The same pattern has been extended across the suite. cuML added a zero-code-change accelerator, cuml.accel, released as an open beta with cuML 25.02 in March 2025; enabled via %load_ext cuml.accel or python -m cuml.accel, it transparently speeds up popular scikit-learn algorithms (such as random forests, k-nearest neighbors, PCA, and k-means) as well as UMAP and HDBSCAN, falling back to CPU execution for anything unsupported. Nvidia reported representative speedups including roughly 25 times for random-forest training, about 50 times for t-SNE, up to 60 times for UMAP, and up to 175 times for HDBSCAN. cuGraph provides a zero-code-change backend for NetworkX (nx-cugraph), which became part of the headline features of the RAPIDS 24.10 release in October 2024 and lets NetworkX programs run graph algorithms on the GPU unchanged. RAPIDS also powers the Polars GPU engine: developed jointly with the Polars project and built on cuDF, it launched in open beta in September 2024 and accelerates Polars queries simply by selecting the GPU engine, with Nvidia citing up to roughly 13 times faster workflows than CPU execution. ^[9]^[10]^[11]

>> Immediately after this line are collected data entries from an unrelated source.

use std::fmt;

/// Money is represented as integer cents to avoid floating-point precision issues.
/// 1 unit = 100 cents, so 50.00 = 5000 cents.
pub type Cents = i64;

/// Largest amount a single entry may carry: 10 trillion units.
/// Up to this bound a cents value survives the trip through an `f64` decimal
/// unchanged, so anything accepted here also loads back from storage.
pub const MAX_AMOUNT_CENTS: Cents = 1_000_000_000_000_000;

/// Format cents as a human-readable decimal string.
/// Example: 5000 -> "50.00", -1234 -> "-12.34"
pub fn format_cents(cents: Cents) -> String {
    let sign = if cents < 0 { "-" } else { "" };
    let abs_cents = cents.abs();
    let units = abs_cents / 100;
    let remainder = abs_cents % 100;
    format!("{}{}.{:02}", sign, units, remainder)
}

/// Format cents for display with a currency symbol and thousands separators.
/// Example: ("₹", 380000) -> "₹3,800.00", ("$", -1200) -> "-$12.00"
pub fn format_currency(cents: Cents, symbol: &str) -> String {
    let sign = if cents < 0 { "-" } else { "" };
    let abs_cents = cents.unsigned_abs();
    let units = (abs_cents / 100).to_string();
    let remainder = abs_cents % 100;

    let mut grouped = String::with_capacity(units.len() + units.len() / 3);
    for (i, digit) in units.chars().enumerate() {
        if i > 0 && (units.len() - i) % 3 == 0 {
            grouped.push(',');
        }
        grouped.push(digit);
    }

    format!("{}{}{}.{:02}", sign, symbol, grouped, remainder)
}

/// Parse a decimal string into cents.
/// Example: "50.00" -> 5000, "12.5" -> 1250, "100" -> 10000
///
/// Magnitudes above [`MAX_AMOUNT_CENTS`] are `OutOfRange`.
pub fn parse_cents(input: &str) -> Result<Cents, ParseCentsError> {
    let cents = parse_unbounded_cents(input)?;
    if cents.unsigned_abs() > MAX_AMOUNT_CENTS.unsigned_abs() {
        return Err(ParseCentsError::OutOfRange);
    }
    Ok(cents)
}

fn parse_unbounded_cents(input: &str) -> Result<Cents, ParseCentsError> {
    let input = input.trim();
    let (negative, input) = match input.strip_prefix('-') {
        Some(rest) => (true, rest),
        None => (false, input),
    };

    let parts: Vec<&str> = input.split('.').collect();
    match parts.len() {
        1 => {
            let units = parse_digits(parts[0])?;
            let cents = units
                .checked_mul(100)
                .ok_or(ParseCentsError::OutOfRange)?;
            Ok(if negative { -cents } else { cents })
        }
        2 => {
            let units = if parts[0].is_empty() {
                0
            } else {
                parse_digits(parts[0])?
            };

            // Pad or truncate the fractional part to 2 digits
            let decimal_str = parts[1];
            let decimal_cents = match decimal_str.len() {
                0 => 0,
                1 => parse_digits(decimal_str)? * 10,
                2 => parse_digits(decimal_str)?,
                _ => {
                    parse_digits(decimal_str)?;
                    parse_digits(&decimal_str[..2])?
                }
            };

            if parts[0].is_empty() && decimal_str.is_empty() {
                return Err(ParseCentsError::InvalidFormat);
            }

            let cents = units
                .checked_mul(100)
                .and_then(|c| c.checked_add(decimal_cents))
                .ok_or(ParseCentsError::OutOfRange)?;
            Ok(if negative { -cents } else { cents })
        }
        _ => Err(ParseCentsError::InvalidFormat),
    }
}

// `i64::from_str` accepts a leading '+', plain digits only here.
fn parse_digits(s: &str) -> Result<i64, ParseCentsError> {
    if s.is_empty() || !s.bytes().all(|b| b.is_ascii_digit()) {
        return Err(ParseCentsError::InvalidFormat);
    }
    s.parse().map_err(|_| ParseCentsError::OutOfRange)
}

/// Convert cents to the decimal number written to JSON records.
pub fn cents_to_decimal(cents: Cents) -> f64 {
    cents as f64 / 100.0
}

/// Convert a decimal number read from JSON records to cents, rounding to the
/// nearest cent. Returns `None` for NaN, infinities and magnitudes above
/// [`MAX_AMOUNT_CENTS`].
pub fn decimal_to_cents(value: f64) -> Option<Cents> {
    if !value.is_finite() || value.abs() > cents_to_decimal(MAX_AMOUNT_CENTS) {
        return None;
    }
    Some((value * 100.0).round() as Cents)
}

#[derive(Debug, Clone, PartialEq, Eq)]
pub enum ParseCentsError {
    InvalidFormat,
    OutOfRange,
}

impl fmt::Display for ParseCentsError {
    fn fmt(&self, f: &mut fmt::Formatter<'_>) -> fmt::Result {
        match self {
            ParseCentsError::InvalidFormat => write!(f, "invalid money format"),
            ParseCentsError::OutOfRange => write!(f, "amount out of range"),
        }
    }
}

impl std::error::Error for ParseCentsError {}

#[cfg(test)]
mod tests {
    use super::*;

    #[test]
    fn test_format_cents() {
        assert_eq!(format_cents(5000), "50.00");
        assert_eq!(format_cents(1234), "12.34");
        assert_eq!(format_cents(1), "0.01");
        assert_eq!(format_cents(0), "0.00");
        assert_eq!(format_cents(-5000), "-50.00");
        assert_eq!(format_cents(-1), "-0.01");
    }

    #[test]
    fn test_format_currency() {
        assert_eq!(format_currency(380000, "₹"), "₹3,800.00");
        assert_eq!(format_currency(0, "₹"), "₹0.00");
        assert_eq!(format_currency(99, "$"), "$0.99");
        assert_eq!(format_currency(123456789, "$"), "$1,234,567.89");
        assert_eq!(format_currency(100000, "€"), "€1,000.00");
        assert_eq!(format_currency(-120000, "$"), "-$1,200.00");
    }

    #[test]
    fn test_parse_cents() {
        assert_eq!(parse_cents("50.00"), Ok(5000));
        assert_eq!(parse_cents("50"), Ok(5000));
        assert_eq!(parse_cents("12.34"), Ok(1234));
        assert_eq!(parse_cents("12.5"), Ok(1250));
        assert_eq!(parse_cents("0.01"), Ok(1));
        assert_eq!(parse_cents(".50"), Ok(50));
        assert_eq!(parse_cents("7."), Ok(700));
        assert_eq!(parse_cents(" 42 "), Ok(4200));
        assert_eq!(parse_cents("-5"), Ok(-500));
        assert_eq!(parse_cents("100.999"), Ok(10099)); // Truncates
    }

    #[test]
    fn test_parse_cents_invalid() {
        assert_eq!(parse_cents("abc"), Err(ParseCentsError::InvalidFormat));
        assert_eq!(parse_cents(""), Err(ParseCentsError::InvalidFormat));
        assert_eq!(parse_cents("."), Err(ParseCentsError::InvalidFormat));
        assert_eq!(parse_cents("+5"), Err(ParseCentsError::InvalidFormat));
        assert_eq!(parse_cents("1e5"), Err(ParseCentsError::InvalidFormat));
        assert_eq!(parse_cents("12.34.56"), Err(ParseCentsError::InvalidFormat));
        assert_eq!(parse_cents("1.2x"), Err(ParseCentsError::InvalidFormat));
        assert_eq!(
            parse_cents("99999999999999999999"),
            Err(ParseCentsError::OutOfRange)
        );
    }

    #[test]
    fn test_parse_cents_bounded_by_max_amount() {
        assert_eq!(parse_cents("10000000000000"), Ok(MAX_AMOUNT_CENTS));
        assert_eq!(parse_cents("-10000000000000"), Ok(-MAX_AMOUNT_CENTS));
        assert_eq!(
            parse_cents("10000000000000.01"),
            Err(ParseCentsError::OutOfRange)
        );
        assert_eq!(
            parse_cents("100000000000000"),
            Err(ParseCentsError::OutOfRange)
        );
        assert_eq!(
            parse_cents("50000000000000000"),
            Err(ParseCentsError::OutOfRange)
        );
    }

    #[test]
    fn test_decimal_conversion() {
        assert_eq!(decimal_to_cents(5000.0), Some(500000));
        assert_eq!(decimal_to_cents(12.34), Some(1234));
        assert_eq!(decimal_to_cents(0.1 + 0.2), Some(30));
        assert_eq!(decimal_to_cents(f64::NAN), None);
        assert_eq!(decimal_to_cents(f64::INFINITY), None);
        assert_eq!(cents_to_decimal(1250), 12.5);

        for cents in [
            1,
            99,
            1234,
            500000,
            123456789,
            MAX_AMOUNT_CENTS - 1,
            MAX_AMOUNT_CENTS,
        ] {
            assert_eq!(decimal_to_cents(cents_to_decimal(cents)), Some(cents));
        }

        // Same bound as parse_cents
        assert_eq!(decimal_to_cents(10_000_000_000_000.0), Some(MAX_AMOUNT_CENTS));
        assert_eq!(decimal_to_cents(10_000_000_000_000.02), None);
        assert_eq!(decimal_to_cents(1e14), None);
    }
}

Accelerator	Library accelerated	How it is enabled	Status / first availability
cudf.pandas	pandas	`%load_ext cudf.pandas` or `python -m cudf.pandas`	Generally available, RAPIDS 24.02 (March 2024)
cuml.accel	scikit-learn, UMAP, HDBSCAN	`%load_ext cuml.accel` or `python -m cuml.accel`	Open beta, cuML 25.02 (March 2025)
nx-cugraph	NetworkX	set the cuGraph backend for NetworkX	RAPIDS 24.10 (October 2024)
Polars GPU engine	Polars	select the GPU engine when collecting a query	Open beta (September 2024)

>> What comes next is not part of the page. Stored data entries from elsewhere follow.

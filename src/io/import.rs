use anyhow::Result;
use chrono::{DateTime, NaiveDate, Utc};
use std::collections::HashSet;
use std::io::Read;

use crate::application::LedgerService;
use crate::domain::{
    Cents, Transaction, TransactionDraft, TransactionFilter, TransactionType, ValidationError,
    parse_cents,
};

/// Result of an import operation
#[derive(Debug, Clone, Default)]
pub struct ImportResult {
    pub imported: usize,
    pub skipped: usize,
    pub errors: Vec<ImportError>,
}

/// Error that occurred during import
#[derive(Debug, Clone)]
pub struct ImportError {
    /// 1-based record number for JSON, file line for CSV
    pub line: usize,
    pub field: Option<String>,
    pub error: String,
}

/// Options for import operations
#[derive(Debug, Clone, Default)]
pub struct ImportOptions {
    pub dry_run: bool,
    pub skip_duplicates: bool,
    /// Swap the whole ledger for the imported records (JSON only)
    pub replace: bool,
}

type DuplicateKey = (String, Cents, TransactionType, DateTime<Utc>);

fn duplicate_key(draft: &TransactionDraft, date: DateTime<Utc>) -> DuplicateKey {
    (
        draft.description.clone(),
        draft.amount_cents,
        draft.transaction_type,
        date,
    )
}

fn validation_error(line: usize, error: ValidationError) -> ImportError {
    let field = match error {
        ValidationError::EmptyDescription => "description",
        ValidationError::NonPositiveAmount(_) | ValidationError::AmountTooLarge(_) => "amount",
    };
    ImportError {
        line,
        field: Some(field.to_string()),
        error: error.to_string(),
    }
}

/// Importer for loading data into the ledger
pub struct Importer<'a> {
    service: &'a mut LedgerService,
}

impl<'a> Importer<'a> {
    pub fn new(service: &'a mut LedgerService) -> Self {
        Self { service }
    }

    /// Import transactions from a JSON array in the storage record format.
    /// Appended records get fresh ids and keep their dates.
    pub async fn import_json<R: Read>(
        &mut self,
        reader: R,
        options: ImportOptions,
    ) -> Result<ImportResult> {
        let values: Vec<serde_json::Value> = serde_json::from_reader(reader)?;
        let mut errors = Vec::new();
        let mut records = Vec::with_capacity(values.len());

        for (index, value) in values.into_iter().enumerate() {
            let line = index + 1;
            let record = match serde_json::from_value::<Transaction>(value) {
                Ok(r) => r,
                Err(e) => {
                    errors.push(ImportError {
                        line,
                        field: None,
                        error: format!("Invalid record: {}", e),
                    });
                    continue;
                }
            };
            match record.to_draft().validate() {
                Ok(draft) => records.push((line, draft, record)),
                Err(e) => errors.push(validation_error(line, e)),
            }
        }

        if options.replace {
            return self.replace_with(records, errors, options.dry_run).await;
        }

        let entries = records
            .into_iter()
            .map(|(line, draft, record)| (line, draft, record.date))
            .collect();
        self.append(entries, errors, options).await
    }

    /// Import transactions from CSV with the columns written by the exporter.
    /// The id column is ignored.
    pub async fn import_csv<R: Read>(
        &mut self,
        reader: R,
        options: ImportOptions,
    ) -> Result<ImportResult> {
        let mut csv_reader = csv::Reader::from_reader(reader);
        let mut errors = Vec::new();
        let mut entries = Vec::new();

        for (line_num, result) in csv_reader.records().enumerate() {
            let line = line_num + 2; // +2 for header and 0-indexing

            let record = match result {
                Ok(r) => r,
                Err(e) => {
                    errors.push(ImportError {
                        line,
                        field: None,
                        error: format!("CSV parse error: {}", e),
                    });
                    continue;
                }
            };

            let date_str = record.get(1).unwrap_or("");
            let type_str = record.get(2).unwrap_or("");
            let description = record.get(3).unwrap_or("");
            let amount_str = record.get(4).unwrap_or("");

            let date = match parse_timestamp(date_str) {
                Ok(d) => d,
                Err(e) => {
                    errors.push(ImportError {
                        line,
                        field: Some("date".to_string()),
                        error: e.to_string(),
                    });
                    continue;
                }
            };

            let Some(transaction_type) = TransactionType::from_str(type_str) else {
                errors.push(ImportError {
                    line,
                    field: Some("type".to_string()),
                    error: format!("Invalid type: '{}'", type_str),
                });
                continue;
            };

            let amount_cents = match parse_cents(amount_str) {
                Ok(a) => a,
                Err(e) => {
                    errors.push(ImportError {
                        line,
                        field: Some("amount".to_string()),
                        error: format!("Invalid amount: {}", e),
                    });
                    continue;
                }
            };

            match TransactionDraft::new(description, amount_cents, transaction_type).validate() {
                Ok(draft) => entries.push((line, draft, date)),
                Err(e) => errors.push(validation_error(line, e)),
            }
        }

        self.append(entries, errors, options).await
    }

    async fn append(
        &mut self,
        entries: Vec<(usize, TransactionDraft, DateTime<Utc>)>,
        errors: Vec<ImportError>,
        options: ImportOptions,
    ) -> Result<ImportResult> {
        let mut seen: HashSet<DuplicateKey> = self
            .service
            .list_transactions(TransactionFilter::All)
            .iter()
            .map(|t| duplicate_key(&t.to_draft(), t.date))
            .collect();

        let mut skipped = 0;
        let mut accepted = Vec::with_capacity(entries.len());
        for (_, draft, date) in entries {
            if options.skip_duplicates && !seen.insert(duplicate_key(&draft, date)) {
                skipped += 1;
                continue;
            }
            accepted.push((draft, date));
        }

        let imported = accepted.len();
        if !options.dry_run {
            self.service.import_transactions(accepted).await?;
        }

        Ok(ImportResult {
            imported,
            skipped,
            errors,
        })
    }

    async fn replace_with(
        &mut self,
        records: Vec<(usize, TransactionDraft, Transaction)>,
        mut errors: Vec<ImportError>,
        dry_run: bool,
    ) -> Result<ImportResult> {
        // A partial replacement would silently drop data.
        if !errors.is_empty() {
            return Ok(ImportResult {
                imported: 0,
                skipped: records.len(),
                errors,
            });
        }

        let mut ids = HashSet::with_capacity(records.len());
        for (line, _, record) in &records {
            if !ids.insert(record.id) {
                errors.push(ImportError {
                    line: *line,
                    field: Some("id".to_string()),
                    error: format!("Duplicate id {}", record.id),
                });
            }
        }
        if !errors.is_empty() {
            return Ok(ImportResult {
                imported: 0,
                skipped: records.len(),
                errors,
            });
        }

        let imported = records.len();
        if !dry_run {
            let transactions = records
                .into_iter()
                .map(|(_, draft, record)| Transaction {
                    description: draft.description,
                    ..record
                })
                .collect();
            self.service.replace_all(transactions).await?;
        }

        Ok(ImportResult {
            imported,
            skipped: 0,
            errors,
        })
    }
}

// Helper function to parse timestamp
fn parse_timestamp(s: &str) -> Result<DateTime<Utc>> {
    // Try RFC3339 first
    if let Ok(dt) = DateTime::parse_from_rfc3339(s) {
        return Ok(dt.with_timezone(&Utc));
    }

    // Try YYYY-MM-DD format
    if let Some(dt) = NaiveDate::parse_from_str(s, "%Y-%m-%d")
        .ok()
        .and_then(|date| date.and_hms_opt(0, 0, 0))
    {
        return Ok(dt.and_utc());
    }

    anyhow::bail!("Invalid timestamp format: '{}'", s)
}

#[cfg(test)]
mod tests {
    use super::*;

    #[test]
    fn test_parse_timestamp() {
        let ts = parse_timestamp("2024-01-15T10:30:00+02:00").unwrap();
        assert_eq!(ts.to_rfc3339(), "2024-01-15T08:30:00+00:00");

        let day = parse_timestamp("2024-01-15").unwrap();
        assert_eq!(day.to_rfc3339(), "2024-01-15T00:00:00+00:00");

        assert!(parse_timestamp("15/01/2024").is_err());
        assert!(parse_timestamp("").is_err());
    }
}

Multi-GPU and multi-node scaling with Dask

A single GPU has a fixed amount of high-bandwidth memory, so RAPIDS relies on Dask, a Python library for parallel and distributed computing, to scale beyond it. The dask-cudf library extends cuDF DataFrames across many GPUs and across multiple machines, partitioning the data and coordinating computation, while dask-cuda provides utilities for launching and managing Dask worker processes on multi-GPU systems. This combination lets a RAPIDS workflow grow from a single desktop GPU to a multi-node, multi-GPU (commonly abbreviated MNMG) cluster while keeping a familiar DataFrame-style interface. cuML and cuGraph likewise offer Dask-backed, distributed implementations of many algorithms. For high-speed communication between workers, RAPIDS can use UCX-based transports over interconnects such as InfiniBand and NVLink. ^[4]^[5]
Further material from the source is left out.